John Haynes was on the sixth floor of the 17-storey Forsyth Barr tower in downtown Christchurch when the quake hit Tuesday, sending debris crashing through the building and leaving a gaping hole where the internal stairwell once stood.
"The guts of the building fell down 17 storeys. We just had a shell of a building," the 64-year-old government worker told the Christchurch Press.
Stranded in the darkness and fearing the structure would collapse or be engulfed by flames, Haynes racked his brains for a way to get out.
His training as a mountaineer kicked in as he examined emergency equipment, including ropes and a sledgehammer, installed in the building in the wake of the September 11, 2001, attacks in the United States.

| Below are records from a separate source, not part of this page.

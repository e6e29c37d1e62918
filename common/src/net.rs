//! One-shot request/response exchanges over fresh TCP connections.

use std::io;
use std::time::Duration;

use tokio::io::{AsyncBufRead, AsyncBufReadExt, AsyncReadExt, AsyncWrite, AsyncWriteExt, BufReader};
use tokio::net::TcpStream;
use tokio::time::timeout;
use tracing::debug;

use crate::codec::ControlMessage;
use crate::job::Endpoint;

/// Longest control line accepted; anything longer is cut and will not decode.
pub const MAX_LINE_LEN: u64 = 8192;

/// Read one line. Returns `None` if the peer closed before sending anything.
pub async fn read_line<R>(reader: &mut R) -> io::Result<Option<String>>
where
    R: AsyncBufRead + Unpin,
{
    let mut line = String::new();
    let read = reader.take(MAX_LINE_LEN).read_line(&mut line).await?;
    if read == 0 {
        return Ok(None);
    }
    Ok(Some(line))
}

/// Read and decode one message.
pub async fn read_message<R>(reader: &mut R) -> io::Result<Option<ControlMessage>>
where
    R: AsyncBufRead + Unpin,
{
    Ok(read_line(reader).await?.map(|line| ControlMessage::decode(&line)))
}

pub async fn write_message<W>(writer: &mut W, message: &ControlMessage) -> io::Result<()>
where
    W: AsyncWrite + Unpin,
{
    writer.write_all(message.encode().as_bytes()).await?;
    writer.flush().await
}

/// Open a connection to `endpoint`, giving up after `limit`.
pub async fn connect(endpoint: &Endpoint, limit: Duration) -> io::Result<TcpStream> {
    match timeout(limit, TcpStream::connect(endpoint.addr())).await {
        Ok(stream) => stream,
        Err(_) => Err(io::Error::new(
            io::ErrorKind::TimedOut,
            format!("connecting to {endpoint} took longer than {limit:?}"),
        )),
    }
}

/// Send `message` on a new connection and wait for the single reply line.
///
/// Returns `None` when the peer hangs up without replying.
pub async fn request(
    endpoint: &Endpoint,
    message: &ControlMessage,
    limit: Duration,
) -> io::Result<Option<ControlMessage>> {
    let stream = connect(endpoint, limit).await?;
    let mut stream = BufReader::new(stream);

    debug!(%endpoint, message = %message, "sending control message");
    write_message(stream.get_mut(), message).await?;

    match timeout(limit, read_message(&mut stream)).await {
        Ok(reply) => reply,
        Err(_) => Err(io::Error::new(
            io::ErrorKind::TimedOut,
            format!("no reply from {endpoint} within {limit:?}"),
        )),
    }
}
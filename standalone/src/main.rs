//! Runs partitioning, every mapper, every reducer and the merge in one
//! process, with the same files and markers a distributed job leaves behind.

use anyhow::{Context, Result};
use clap::Parser;
use common::aggregate::{Aggregator, MergeSummary};
use common::job::{Endpoint, JobConfig};
use common::{assign_files, layout, storage};
use mrl_worker::map::{Mapper, MapperConfig};
use mrl_worker::reduce::{Reducer, ReducerConfig};
use tracing::info;

mod args;
use args::Args;

fn run(args: &Args) -> Result<MergeSummary> {
    let workload = workload::named(&args.workload)?;

    // No stubs take part; the endpoint only satisfies validation.
    let config = JobConfig::new(
        &args.input_dir,
        &args.temp_dir,
        &args.output_dir,
        args.num_mappers,
        args.num_reducers,
        vec![Endpoint::new("localhost", 0)],
    )?;

    storage::ensure_dir(&config.temp_dir)?;
    storage::ensure_dir(&config.output_dir)?;
    storage::remove_if_exists(&layout::job_marker_path(&config.output_dir))?;

    let inputs = config.input_files()?;
    info!(inputs = inputs.len(), mappers = config.num_mappers, reducers = config.num_reducers, "starting local job");

    for manifest in assign_files(&inputs, config.num_mappers) {
        let mapper_id = manifest.mapper_id;
        let manifest_path = manifest.write_to(&config.temp_dir)?;
        let mapper = Mapper::new(
            MapperConfig {
                mapper_id,
                num_reducers: config.num_reducers,
                manifest: manifest_path,
                temp_dir: config.temp_dir.clone(),
                flush_threshold: args.flush_threshold,
            },
            workload,
        );
        mapper.run().with_context(|| format!("mapper {mapper_id} failed"))?;
    }

    for reducer_id in 0..config.num_reducers {
        let mut reducer_config = ReducerConfig::new(reducer_id, &config.temp_dir, &config.output_dir);
        reducer_config.num_mappers = Some(config.num_mappers);
        Reducer::new(reducer_config, workload)
            .run()
            .with_context(|| format!("reducer {reducer_id} failed"))?;
    }

    let summary = Aggregator::new(&config.output_dir, config.num_reducers).merge()?;
    storage::touch(&layout::job_marker_path(&config.output_dir))?;
    Ok(summary)
}

fn main() -> Result<()> {
    tracing_subscriber::fmt::init();

    let args = Args::parse();
    let summary = run(&args)?;
    info!(
        words = summary.words,
        total = summary.total,
        "wrote {}",
        summary.output.display()
    );

    Ok(())
}
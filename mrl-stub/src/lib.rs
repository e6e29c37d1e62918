//! Per-host launcher agent.
//!
//! A stub listens for `SPAWN` requests from the controller, starts the
//! matching worker executable from its bin directory and replies at once.

pub mod args;
pub mod core;
pub mod spawn;

pub use crate::core::{Invocation, Stub, StubConfig};
pub use spawn::{ProcessSpawner, Spawner};
//! Sending SPAWN requests to stubs.

use std::time::Duration;

use common::codec::{ControlMessage, SpawnRequest};
use common::job::Endpoint;
use common::{net, JobError};
use tokio::io::BufReader;
use tokio::time::timeout;
use tracing::{debug, info};

/// Ask `stub` to launch the worker described by `request`.
///
/// Returns the pid the stub reported, if any. Every failure is fatal to the
/// job: an unreachable stub, an `ERR` reply, or a reply that is not `OK`.
pub async fn spawn_worker(
    stub: &Endpoint,
    request: SpawnRequest,
    limit: Duration,
) -> Result<Option<u32>, JobError> {
    let unreachable = |source: std::io::Error| JobError::StubUnreachable {
        endpoint: stub.clone(),
        source,
    };

    let stream = net::connect(stub, limit).await.map_err(unreachable)?;
    let mut stream = BufReader::new(stream);

    let (role, id) = (request.role, request.id);
    let message = ControlMessage::Spawn(request);
    debug!(%stub, %message, "dispatching");
    net::write_message(stream.get_mut(), &message)
        .await
        .map_err(unreachable)?;

    let reply = match timeout(limit, net::read_message(&mut stream)).await {
        Ok(reply) => reply.map_err(unreachable)?,
        Err(_) => {
            return Err(JobError::Timeout {
                stage: format!("reply from stub {stub}"),
                waited: limit,
            })
        }
    };

    match reply {
        Some(ControlMessage::Ok { pid }) => {
            info!(%stub, %role, id, ?pid, "stub launched worker");
            Ok(pid)
        }
        Some(ControlMessage::Err(reason)) => Err(JobError::SpawnRejected {
            endpoint: stub.clone(),
            role,
            id,
            reason,
        }),
        Some(other) => Err(JobError::UnexpectedReply {
            endpoint: stub.clone(),
            reply: other.to_string(),
        }),
        None => Err(JobError::UnexpectedReply {
            endpoint: stub.clone(),
            reply: "<connection closed>".to_string(),
        }),
    }
}
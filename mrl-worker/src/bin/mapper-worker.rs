use clap::Parser;
use mrl_worker::args::MapperArgs;

#[tokio::main]
async fn main() -> anyhow::Result<()> {
    tracing_subscriber::fmt::init();

    let args = MapperArgs::parse();
    mrl_worker::run_mapper(args).await?;
    Ok(())
}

Haynes persuaded his terrified colleagues that the only way to escape was to abseil 20 metres (66 feet) down the face of the building to the top of a ground floor car park, where they would be able to make their way to safety.

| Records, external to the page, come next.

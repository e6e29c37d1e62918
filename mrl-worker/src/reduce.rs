use std::collections::BTreeMap;
use std::path::{Path, PathBuf};

use anyhow::{Context, Error};
use common::utils::{format_count_line, parse_count_line};
use common::{layout, storage, JobError, Workload};
use glob::Pattern;
use tracing::{debug, info, warn};

#[derive(Debug, Clone)]
pub struct ReducerConfig {
    pub reducer_id: u32,
    pub temp_dir: PathBuf,
    pub output_dir: PathBuf,

    /// When set, every `SUCCESS_m<i>` for `i < num_mappers` must exist and
    /// intermediates of mappers `>= num_mappers` are left out.
    pub num_mappers: Option<u32>,

    pub output_suffix: String,
}

impl ReducerConfig {
    pub fn new(reducer_id: u32, temp_dir: impl Into<PathBuf>, output_dir: impl Into<PathBuf>) -> Self {
        Self {
            reducer_id,
            temp_dir: temp_dir.into(),
            output_dir: output_dir.into(),
            num_mappers: None,
            output_suffix: layout::reducer_suffix(reducer_id),
        }
    }

    pub fn output_path(&self) -> PathBuf {
        layout::reducer_output_path(&self.output_dir, &self.output_suffix)
    }

    pub fn marker_path(&self) -> PathBuf {
        layout::reducer_marker_path(&self.output_dir, &self.output_suffix)
    }
}

/// What one reduce task did.
#[derive(Debug, Default, Clone, PartialEq, Eq)]
pub struct ReduceStats {
    pub inputs: usize,
    pub rows: usize,
    pub skipped_rows: usize,
    pub words: usize,
}

/// Folds every `m*_r<id>.txt` into one `word<TAB>count` row per word.
pub struct Reducer {
    config: ReducerConfig,
    workload: Workload,
}

impl Reducer {
    pub fn new(config: ReducerConfig, workload: Workload) -> Self {
        Self { config, workload }
    }

    pub fn run(&self) -> Result<ReduceStats, Error> {
        let id = self.config.reducer_id;
        let output = self.config.output_path();
        let marker = self.config.marker_path();

        storage::ensure_dir(&self.config.output_dir)?;
        storage::remove_if_exists(&marker)?;
        storage::write_all(&output, "")
            .with_context(|| format!("reducer {id}: cannot truncate {}", output.display()))?;

        self.check_mapper_markers()?;
        let inputs = self.collect_inputs()?;
        info!(reducer_id = id, inputs = inputs.len(), "starting reduce task");

        let mut stats = ReduceStats {
            inputs: inputs.len(),
            ..ReduceStats::default()
        };
        let mut grouped: BTreeMap<String, Vec<u64>> = BTreeMap::new();
        for path in &inputs {
            let lines = storage::read_lines(path)
                .with_context(|| format!("reducer {id}: cannot read {}", path.display()))?;
            for line in lines.iter().filter(|line| !line.is_empty()) {
                match parse_count_line(line) {
                    Some((word, count)) => {
                        grouped.entry(word.to_string()).or_default().push(count);
                        stats.rows += 1;
                    }
                    None => {
                        debug!(reducer_id = id, file = %path.display(), %line, "skipping malformed row");
                        stats.skipped_rows += 1;
                    }
                }
            }
        }
        if stats.skipped_rows > 0 {
            warn!(reducer_id = id, skipped = stats.skipped_rows, "intermediate files contained malformed rows");
        }

        let reduce_fn = self.workload.reduce_fn;
        let mut contents = String::new();
        for (word, counts) in &grouped {
            let total = reduce_fn(word, Box::new(counts.iter().copied()));
            contents.push_str(&format_count_line(word, total));
            contents.push('\n');
        }
        stats.words = grouped.len();

        storage::write_all(&output, &contents)
            .with_context(|| format!("reducer {id}: cannot write {}", output.display()))?;
        storage::touch(&marker)?;

        info!(reducer_id = id, stats = ?stats, output = %output.display(), "reduce task finished");
        Ok(stats)
    }

    /// Intermediate files of this reducer's bucket, sorted by path.
    pub fn collect_inputs(&self) -> Result<Vec<PathBuf>, Error> {
        let id = self.config.reducer_id;
        let pattern = bucket_pattern(&self.config.temp_dir, id);

        let mut inputs = Vec::new();
        for entry in glob::glob(&pattern).with_context(|| format!("bad glob pattern `{pattern}`"))? {
            let path = entry?;
            let Some(name) = path.file_name().and_then(|name| name.to_str()) else {
                continue;
            };
            let Some((mapper_id, bucket)) = layout::parse_intermediate_name(name) else {
                continue;
            };
            if bucket != id {
                continue;
            }
            if let Some(num_mappers) = self.config.num_mappers {
                if mapper_id >= num_mappers {
                    warn!(reducer_id = id, file = %path.display(), "ignoring intermediate of unknown mapper");
                    continue;
                }
            }
            inputs.push(path);
        }
        inputs.sort();
        Ok(inputs)
    }

    fn check_mapper_markers(&self) -> Result<(), JobError> {
        let Some(num_mappers) = self.config.num_mappers else {
            return Ok(());
        };
        for mapper_id in 0..num_mappers {
            let marker = layout::mapper_marker_path(&self.config.temp_dir, mapper_id);
            if !storage::exists(&marker) {
                return Err(JobError::MissingArtifact { path: marker });
            }
        }
        Ok(())
    }
}

fn bucket_pattern(temp_dir: &Path, bucket: u32) -> String {
    let dir = Pattern::escape(&temp_dir.to_string_lossy());
    Path::new(&dir)
        .join(format!("m*_r{bucket}.txt"))
        .to_string_lossy()
        .into_owned()
}

#[cfg(test)]
mod tests {
    use std::fs;

    use super::*;

    fn reducer(config: ReducerConfig) -> Reducer {
        Reducer::new(config, workload::named("wc").unwrap())
    }

    #[test]
    fn sums_partials_across_mappers_and_flushes() {
        let tmp = tempfile::tempdir().unwrap();
        let out = tempfile::tempdir().unwrap();
        fs::write(tmp.path().join("m0_r1.txt"), "sat\t1\ncat\t1\nsat\t1\n").unwrap();
        fs::write(tmp.path().join("m1_r1.txt"), "dog\t1\nsat\t1\n").unwrap();
        fs::write(tmp.path().join("m1_r0.txt"), "the\t2\n").unwrap();
        fs::write(tmp.path().join("m11_r1.txt"), "cat\t4\n").unwrap();

        let config = ReducerConfig::new(1, tmp.path(), out.path());
        let stats = reducer(config.clone()).run().unwrap();

        assert_eq!(
            fs::read_to_string(config.output_path()).unwrap(),
            "cat\t5\ndog\t1\nsat\t3\n"
        );
        assert!(out.path().join("SUCCESS_r1").exists());
        assert_eq!(stats.inputs, 3);
        assert_eq!(stats.words, 3);
    }

    #[test]
    fn no_intermediates_gives_empty_output_and_marker() {
        let tmp = tempfile::tempdir().unwrap();
        let out = tempfile::tempdir().unwrap();

        let config = ReducerConfig::new(0, tmp.path(), out.path());
        reducer(config.clone()).run().unwrap();

        assert_eq!(fs::read_to_string(config.output_path()).unwrap(), "");
        assert!(config.marker_path().exists());
    }

    #[test]
    fn malformed_rows_are_skipped() {
        let tmp = tempfile::tempdir().unwrap();
        let out = tempfile::tempdir().unwrap();
        fs::write(tmp.path().join("m0_r0.txt"), "ok\t2\nnocount\n\t3\nbad\tx\nok 1\n").unwrap();

        let config = ReducerConfig::new(0, tmp.path(), out.path());
        let stats = reducer(config.clone()).run().unwrap();

        assert_eq!(fs::read_to_string(config.output_path()).unwrap(), "ok\t3\n");
        assert_eq!(stats.skipped_rows, 3);
    }

    #[test]
    fn waits_for_every_mapper_marker() {
        let tmp = tempfile::tempdir().unwrap();
        let out = tempfile::tempdir().unwrap();
        fs::write(tmp.path().join("m0_r0.txt"), "a\t1\n").unwrap();
        storage::touch(&layout::mapper_marker_path(tmp.path(), 0)).unwrap();

        let mut config = ReducerConfig::new(0, tmp.path(), out.path());
        config.num_mappers = Some(2);
        let err = reducer(config.clone()).run().unwrap_err();

        assert!(matches!(
            err.downcast_ref::<JobError>(),
            Some(JobError::MissingArtifact { path }) if path.ends_with("SUCCESS_m1")
        ));
        assert!(!config.marker_path().exists());
    }

    #[test]
    fn stale_mapper_ids_are_ignored_when_count_is_known() {
        let tmp = tempfile::tempdir().unwrap();
        let out = tempfile::tempdir().unwrap();
        fs::write(tmp.path().join("m0_r0.txt"), "a\t1\n").unwrap();
        fs::write(tmp.path().join("m5_r0.txt"), "a\t100\n").unwrap();
        storage::touch(&layout::mapper_marker_path(tmp.path(), 0)).unwrap();

        let mut config = ReducerConfig::new(0, tmp.path(), out.path());
        config.num_mappers = Some(1);
        reducer(config.clone()).run().unwrap();

        assert_eq!(fs::read_to_string(config.output_path()).unwrap(), "a\t1\n");
    }

    #[test]
    fn temp_dir_with_glob_characters() {
        let root = tempfile::tempdir().unwrap();
        let tmp = root.path().join("job[1]");
        fs::create_dir(&tmp).unwrap();
        fs::write(tmp.join("m0_r0.txt"), "a\t1\n").unwrap();

        let config = ReducerConfig::new(0, &tmp, root.path().join("out"));
        let inputs = reducer(config).collect_inputs().unwrap();

        assert_eq!(inputs, vec![tmp.join("m0_r0.txt")]);
    }

    #[test]
    fn custom_suffix_names_output_and_marker() {
        let tmp = tempfile::tempdir().unwrap();
        let out = tempfile::tempdir().unwrap();
        fs::write(out.path().join("word_counts_retry.txt"), "old\t9\n").unwrap();

        let mut config = ReducerConfig::new(0, tmp.path(), out.path());
        config.output_suffix = "retry".to_string();
        reducer(config).run().unwrap();

        assert_eq!(fs::read_to_string(out.path().join("word_counts_retry.txt")).unwrap(), "");
        assert!(out.path().join("SUCCESS_retry").exists());
        assert!(!out.path().join("SUCCESS_r0").exists());
    }
}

They used the sledgehammer to smash a window, letting in "a great flood of light", and Haynes used two ropes to begin lowering people down in an perilous two-hour operation.
He wrapped the ropes around his body to ensure they did not slip through his fingers and sat on the office floor so the weight of those being lowered did not pull him out of the window, as aftershocks continued to rock the building.

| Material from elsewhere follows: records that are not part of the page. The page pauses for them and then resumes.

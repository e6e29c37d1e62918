//! The controller's HELLO/BEGIN listener.

use std::io;
use std::net::SocketAddr;
use std::time::Duration;

use common::codec::ControlMessage;
use common::{net, JobError, Role};
use tokio::io::BufReader;
use tokio::net::{TcpListener, TcpStream};
use tokio::time::{timeout, Instant};
use tracing::{debug, info, warn};

use crate::worker_registry::{Admission, WorkerRegistry};

/// Longest a connected worker gets to send its HELLO line.
pub const HELLO_READ_TIMEOUT: Duration = Duration::from_secs(5);

/// One listening socket, bound before any SPAWN goes out so that no worker
/// can connect before the controller is ready.
pub struct Rendezvous {
    listener: TcpListener,
}

impl Rendezvous {
    pub async fn bind(addr: &str) -> io::Result<Self> {
        let listener = TcpListener::bind(addr).await?;
        Ok(Self { listener })
    }

    pub fn local_addr(&self) -> io::Result<SocketAddr> {
        self.listener.local_addr()
    }

    /// Accept connections until every dispatched worker of `role` has said
    /// HELLO and been sent BEGIN, or `limit` runs out.
    ///
    /// Connections are handled one at a time. Anything that is not a HELLO
    /// from a dispatched worker of `role` is logged and dropped.
    pub async fn admit(
        &self,
        role: Role,
        registry: &mut WorkerRegistry,
        limit: Duration,
    ) -> Result<(), JobError> {
        let deadline = Instant::now() + limit;
        let timed_out = || JobError::Timeout {
            stage: format!("{role} handshakes"),
            waited: limit,
        };

        while registry.pending(role) > 0 {
            let remaining = deadline.saturating_duration_since(Instant::now());
            let (stream, peer) = match timeout(remaining, self.listener.accept()).await {
                Ok(accepted) => accepted?,
                Err(_) => {
                    warn!(%role, pending = registry.pending(role), "workers never said hello");
                    return Err(timed_out());
                }
            };

            if let Err(e) = handle_hello(stream, peer, role, registry).await {
                warn!(%peer, error = %e, "rendezvous connection failed");
            }
        }

        info!(%role, workers = registry.workers(role).count(), "all workers begun");
        Ok(())
    }
}

async fn handle_hello(
    stream: TcpStream,
    peer: SocketAddr,
    role: Role,
    registry: &mut WorkerRegistry,
) -> io::Result<()> {
    let mut stream = BufReader::new(stream);
    let message = match timeout(HELLO_READ_TIMEOUT, net::read_message(&mut stream)).await {
        Ok(message) => message?,
        Err(_) => {
            warn!(%peer, "no HELLO within {:?}", HELLO_READ_TIMEOUT);
            return Ok(());
        }
    };

    let (hello_role, id) = match message {
        Some(ControlMessage::Hello { role, id }) => (role, id),
        Some(other) => {
            warn!(%peer, message = %other, "ignoring unexpected message");
            return Ok(());
        }
        None => {
            debug!(%peer, "peer closed without a message");
            return Ok(());
        }
    };

    if hello_role != role {
        warn!(%peer, expected = %role, got = %hello_role, id, "ignoring hello from the wrong phase");
        return Ok(());
    }

    match registry.admit(role, id) {
        Admission::Admitted => info!(%role, id, %peer, "worker said hello"),
        Admission::Duplicate => debug!(%role, id, %peer, "repeated hello"),
        Admission::Unknown => {
            warn!(%role, id, %peer, "ignoring hello from a worker that was not dispatched");
            return Ok(());
        }
    }

    net::write_message(stream.get_mut(), &ControlMessage::Begin).await
}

"It's like you were in a war zone with the shells coming over as you're still trying to do your job," he said.
After the last of his colleagues reached safety, Haynes prepared for his own descent but by that time rescuers had spotted what was happening and sent a crane to get him out.
Haynes insisted he was not a hero, saying he simply felt "a real sense of satisfaction that I was able to look after those people and get them safely away".
"Their lives were in my hands, and that's a hell of a responsibility." he told the Press.
The 6.3-magnitude earthquake wreckage large parts of Christchurch's city centre and some outlying suburbs, leaving at least 145 dead with grave fears for another 200 missing.